La famille a profondément changé et revêt depuis de nombreuses années une multitude de formes.
Ces dernières années se caractérisent par une pluralité des modes de conjugalité.
En dehors des formes classiques de vie commune (mariage, PACS ou concubinage), il est fréquent qu’une famille soit une famille recomposée ou une famille monoparentale.
La question de la filiation a aussi évolué.
Selon une étude de l’INSEE publiée en 2017, six nouveau-nés sur dix en FRANCE sont issus de parents non mariés.
Un couple peut avoir des enfants de diverses manières, tel le recours à la Procréation Médicalement Assistée ou à l’adoption.
Le Code civil s’est adapté à ces nouvelles configurations familiales, notamment à travers la prise en compte du statut du beau-parent ou du régime juridique de la délégation-partage de l’autorité parentale.

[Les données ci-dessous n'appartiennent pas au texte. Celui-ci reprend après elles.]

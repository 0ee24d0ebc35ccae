//! Session cache: one index of everything a session has read or edited.
//!
//! Objects and fields carry an [`EntityState`]. Entities the session never
//! heard of are simply missing from the index and read as absent. Fields
//! remember the value they had when indexed (`initial`) next to the edited
//! one (`current`), so value changes are tracked independently of whether
//! the field itself was added or removed.

use std::collections::BTreeMap;

use crate::command::{AtomicCommand, Command, RevisionCheck};
use crate::diff::value_command;
use crate::error::Result;
use crate::ids::{Address, Id, Revision, REVISION_UNDEFINED};
use crate::traits::{ObjectView, ReadableModel, ReadableObject, WritableModel};
use crate::transaction::TransactionBuilder;
use crate::value::Value;

#[cfg(feature = "serde")]
use serde::{Deserialize, Serialize};

#[derive(Clone, Copy, Debug, Eq, PartialEq, Hash)]
#[cfg_attr(feature = "serde", derive(Serialize, Deserialize))]
pub enum EntityState {
    /// Created in this session.
    Added,
    /// Known not to exist.
    NotPresent,
    /// Exists in the base and was not removed.
    Present,
    /// Exists in the base and was removed in this session.
    Removed,
}

impl EntityState {
    pub fn exists(self) -> bool {
        matches!(self, EntityState::Added | EntityState::Present)
    }
}

fn check_or_forced(forced: bool, check: RevisionCheck) -> RevisionCheck {
    if forced {
        RevisionCheck::Forced
    } else {
        check
    }
}

#[derive(Clone, Debug, PartialEq)]
#[cfg_attr(feature = "serde", derive(Serialize, Deserialize))]
struct SessionField {
    state: EntityState,
    revision: Revision,
    initial: Option<Value>,
    current: Option<Value>,
}

impl SessionField {
    fn indexed(revision: Revision, value: Option<Value>) -> Self {
        Self {
            state: EntityState::Present,
            revision,
            initial: value.clone(),
            current: value,
        }
    }

    fn added() -> Self {
        Self {
            state: EntityState::Added,
            revision: REVISION_UNDEFINED,
            initial: None,
            current: None,
        }
    }

    fn absent() -> Self {
        Self {
            state: EntityState::NotPresent,
            ..Self::added()
        }
    }

    fn value_changed(&self) -> bool {
        self.state == EntityState::Present && self.initial != self.current
    }

    fn has_changes(&self) -> bool {
        matches!(self.state, EntityState::Added | EntityState::Removed) || self.value_changed()
    }
}

#[derive(Clone, Debug, PartialEq)]
#[cfg_attr(feature = "serde", derive(Serialize, Deserialize))]
struct SessionObject {
    state: EntityState,
    /// Revision in the base; kept while removed so the removal can be checked.
    revision: Revision,
    /// Added object standing in for a removed base object.
    replaces_base: bool,
    knows_all_field_ids: bool,
    fields: BTreeMap<Id, SessionField>,
}

impl SessionObject {
    fn with_state(state: EntityState, revision: Revision) -> Self {
        Self {
            state,
            revision,
            replaces_base: false,
            knows_all_field_ids: true,
            fields: BTreeMap::new(),
        }
    }

    fn field_state(&self, field: &Id) -> Option<EntityState> {
        match self.fields.get(field) {
            Some(entry) => Some(entry.state),
            None if self.knows_all_field_ids => Some(EntityState::NotPresent),
            None => None,
        }
    }

    fn live_field(&self, field: &Id) -> Option<&SessionField> {
        if !self.state.exists() {
            return None;
        }
        self.fields.get(field).filter(|entry| entry.state.exists())
    }

    fn has_field_changes(&self) -> bool {
        self.fields.values().any(SessionField::has_changes)
    }

    fn ids_in(&self, state: EntityState) -> Vec<Id> {
        self.fields
            .iter()
            .filter(|(_, entry)| entry.state == state)
            .map(|(id, _)| id.clone())
            .collect()
    }
}

/// Session-wide cache of one model.
#[derive(Clone, Debug, PartialEq)]
#[cfg_attr(feature = "serde", derive(Serialize, Deserialize))]
pub struct SessionCachedModel {
    address: Address,
    revision: Revision,
    knows_all_object_ids: bool,
    objects: BTreeMap<Id, SessionObject>,
}

impl SessionCachedModel {
    pub fn new(address: Address) -> Self {
        Self {
            address,
            revision: REVISION_UNDEFINED,
            knows_all_object_ids: false,
            objects: BTreeMap::new(),
        }
    }

    /// Session seeded with everything in `model`.
    pub fn from_model(model: &(impl ReadableModel + ?Sized)) -> Self {
        let mut session = Self::new(model.address());
        session.index_model(model);
        session
    }

    pub fn knows_all_object_ids(&self) -> bool {
        self.knows_all_object_ids
    }

    /// Absorbs the contents of `model` without touching anything already indexed.
    pub fn index_model(&mut self, model: &(impl ReadableModel + ?Sized)) {
        self.revision = model.revision();
        for id in model.object_ids() {
            self.index_object(&ObjectView::new(model, id));
        }
        self.knows_all_object_ids = true;
    }

    pub fn index_object(&mut self, object: &(impl ReadableObject + ?Sized)) {
        let id = object.address().id().clone();
        let entry = self
            .objects
            .entry(id)
            .or_insert_with(|| SessionObject {
                knows_all_field_ids: false,
                ..SessionObject::with_state(EntityState::Present, object.revision())
            });
        if entry.state != EntityState::Present || entry.knows_all_field_ids {
            return;
        }
        for field in object.field_ids() {
            entry.fields.entry(field.clone()).or_insert_with(|| {
                SessionField::indexed(
                    object.field_revision(&field).unwrap_or(REVISION_UNDEFINED),
                    object.value(&field),
                )
            });
        }
        entry.knows_all_field_ids = true;
    }

    pub fn index_absent_object(&mut self, object: &Id) {
        self.objects
            .entry(object.clone())
            .or_insert_with(|| SessionObject::with_state(EntityState::NotPresent, REVISION_UNDEFINED));
    }

    pub fn index_absent_field(&mut self, object: &Id, field: &Id) {
        if let Some(entry) = self.objects.get_mut(object) {
            entry
                .fields
                .entry(field.clone())
                .or_insert_with(SessionField::absent);
        }
    }

    /// `None` when the session knows nothing about `object`.
    pub fn object_state(&self, object: &Id) -> Option<EntityState> {
        match self.objects.get(object) {
            Some(entry) => Some(entry.state),
            None if self.knows_all_object_ids => Some(EntityState::NotPresent),
            None => None,
        }
    }

    pub fn field_state(&self, object: &Id, field: &Id) -> Option<EntityState> {
        match self.objects.get(object) {
            Some(entry) if entry.state.exists() => entry.field_state(field),
            _ => self.object_state(object).map(|_| EntityState::NotPresent),
        }
    }

    fn live_object(&self, object: &Id) -> Option<&SessionObject> {
        self.objects.get(object).filter(|entry| entry.state.exists())
    }

    fn live_object_mut(&mut self, object: &Id) -> Option<&mut SessionObject> {
        self.objects
            .get_mut(object)
            .filter(|entry| entry.state.exists())
    }

    pub fn has_changes(&self) -> bool {
        self.objects.values().any(|entry| match entry.state {
            EntityState::Added | EntityState::Removed => true,
            EntityState::Present => entry.has_field_changes(),
            EntityState::NotPresent => false,
        })
    }

    pub fn added_objects(&self) -> Vec<Id> {
        self.ids_in(EntityState::Added)
    }

    pub fn removed_objects(&self) -> Vec<Id> {
        let mut ids = self.ids_in(EntityState::Removed);
        ids.extend(
            self.objects
                .iter()
                .filter(|(_, entry)| entry.replaces_base)
                .map(|(id, _)| id.clone()),
        );
        ids.sort();
        ids
    }

    /// Present objects with any field-level edit.
    pub fn potentially_changed_objects(&self) -> Vec<Id> {
        self.objects
            .iter()
            .filter(|(_, entry)| entry.state == EntityState::Present && entry.has_field_changes())
            .map(|(id, _)| id.clone())
            .collect()
    }

    pub fn added_fields(&self, object: &Id) -> Vec<Id> {
        self.objects
            .get(object)
            .map(|entry| entry.ids_in(EntityState::Added))
            .unwrap_or_default()
    }

    pub fn removed_fields(&self, object: &Id) -> Vec<Id> {
        self.objects
            .get(object)
            .map(|entry| entry.ids_in(EntityState::Removed))
            .unwrap_or_default()
    }

    /// Present fields whose value differs from the indexed one.
    pub fn changed_fields(&self, object: &Id) -> Vec<Id> {
        self.objects
            .get(object)
            .map(|entry| {
                entry
                    .fields
                    .iter()
                    .filter(|(_, field)| field.value_changed())
                    .map(|(id, _)| id.clone())
                    .collect()
            })
            .unwrap_or_default()
    }

    fn ids_in(&self, state: EntityState) -> Vec<Id> {
        self.objects
            .iter()
            .filter(|(_, entry)| entry.state == state)
            .map(|(id, _)| id.clone())
            .collect()
    }

    /// Removals first, then new objects, then field edits of present objects.
    pub fn to_command_list(&self, forced: bool) -> Vec<AtomicCommand> {
        let mut out = Vec::new();
        for (id, entry) in &self.objects {
            if entry.state == EntityState::Removed || entry.replaces_base {
                out.push(AtomicCommand::remove_object(
                    self.address.with_object(id.clone()),
                    check_or_forced(forced, RevisionCheck::Exact(entry.revision)),
                ));
            }
        }
        for (id, entry) in &self.objects {
            if entry.state != EntityState::Added {
                continue;
            }
            let object = self.address.with_object(id.clone());
            out.push(AtomicCommand::add_object(
                object.clone(),
                check_or_forced(forced, RevisionCheck::Safe),
            ));
            for (field_id, field) in &entry.fields {
                if field.state.exists() {
                    push_added_field(&object, field_id, field, forced, &mut out);
                }
            }
        }
        for (id, entry) in &self.objects {
            if entry.state != EntityState::Present {
                continue;
            }
            let object = self.address.with_object(id.clone());
            for (field_id, field) in &entry.fields {
                let address = object.with_field(field_id.clone());
                match field.state {
                    EntityState::Removed => out.push(AtomicCommand::remove_field(
                        address,
                        check_or_forced(forced, RevisionCheck::Exact(field.revision)),
                    )),
                    EntityState::Added => push_added_field(&object, field_id, field, forced, &mut out),
                    EntityState::Present => {
                        let check = check_or_forced(forced, RevisionCheck::Exact(field.revision));
                        if let Some(command) =
                            value_command(address, field.initial.clone(), field.current.clone(), check)
                        {
                            out.push(command);
                        }
                    }
                    EntityState::NotPresent => {}
                }
            }
        }
        out
    }

    pub fn to_transaction(&self, forced: bool) -> Result<Option<Command>> {
        Command::from_commands(self.address.clone(), self.to_command_list(forced))
    }

    pub fn commit_to(&self, builder: &mut TransactionBuilder, forced: bool) -> Result<()> {
        for command in self.to_command_list(forced) {
            builder.add_command(command)?;
        }
        Ok(())
    }

    /// Replays the session's edits as plain writes on `target`.
    pub fn commit_to_model(&self, target: &mut (impl WritableModel + ?Sized)) {
        for (id, entry) in &self.objects {
            match entry.state {
                EntityState::Removed => {
                    target.remove_object(id);
                }
                EntityState::Added => {
                    if entry.replaces_base {
                        target.remove_object(id);
                    }
                    target.create_object(id);
                    for (field_id, field) in &entry.fields {
                        if field.state.exists() {
                            target.create_field(id, field_id);
                            target.set_value(id, field_id, field.current.clone());
                        }
                    }
                }
                EntityState::Present => {
                    for (field_id, field) in &entry.fields {
                        match field.state {
                            EntityState::Removed => {
                                target.remove_field(id, field_id);
                            }
                            EntityState::Added => {
                                target.create_field(id, field_id);
                                target.set_value(id, field_id, field.current.clone());
                            }
                            EntityState::Present if field.value_changed() => {
                                target.set_value(id, field_id, field.current.clone());
                            }
                            _ => {}
                        }
                    }
                }
                EntityState::NotPresent => {}
            }
        }
    }

    /// Folds the edits into base knowledge after they were applied at
    /// `revision`: added entities become present, removed ones not present,
    /// and every changed entity takes the new revision.
    pub fn mark_as_committed(&mut self, revision: Revision) {
        let mut model_changed = false;
        for entry in self.objects.values_mut() {
            match entry.state {
                EntityState::Added => {
                    model_changed = true;
                    entry.state = EntityState::Present;
                    entry.replaces_base = false;
                    entry.revision = revision;
                    for field in entry.fields.values_mut() {
                        fold_field(field, revision);
                    }
                    entry.fields.retain(|_, field| field.state == EntityState::Present);
                }
                EntityState::Removed => {
                    model_changed = true;
                    entry.state = EntityState::NotPresent;
                    entry.revision = REVISION_UNDEFINED;
                    entry.fields.clear();
                }
                EntityState::Present => {
                    if entry.has_field_changes() {
                        model_changed = true;
                        entry.revision = revision;
                    }
                    for field in entry.fields.values_mut() {
                        fold_field(field, revision);
                    }
                }
                EntityState::NotPresent => {}
            }
        }
        if model_changed {
            self.revision = revision;
        }
    }
}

Indépendamment du Code civil, depuis des années, le droit de la famille s’est internationalisé.
Diverses conventions internationales s’appliquent en FRANCE, telles la Convention internationale des droits de l’enfant et la Convention européenne de sauvegarde des droits de l’homme et des libertés fondamentales.
Ces conventions ont eu des incidences indéniables en droit de la famille.
La Convention européenne de sauvegarde des droits de l’homme et des libertés fondamentales fait primer « l’intérêt supérieur de l’enfant » avant toute autre considération.
Cette convention protège aussi le droit au respect de la vie familiale.
En cas de conflits, une grande partie du contentieux du droit de la famille relève de la compétence du Juge aux Affaires Familiales.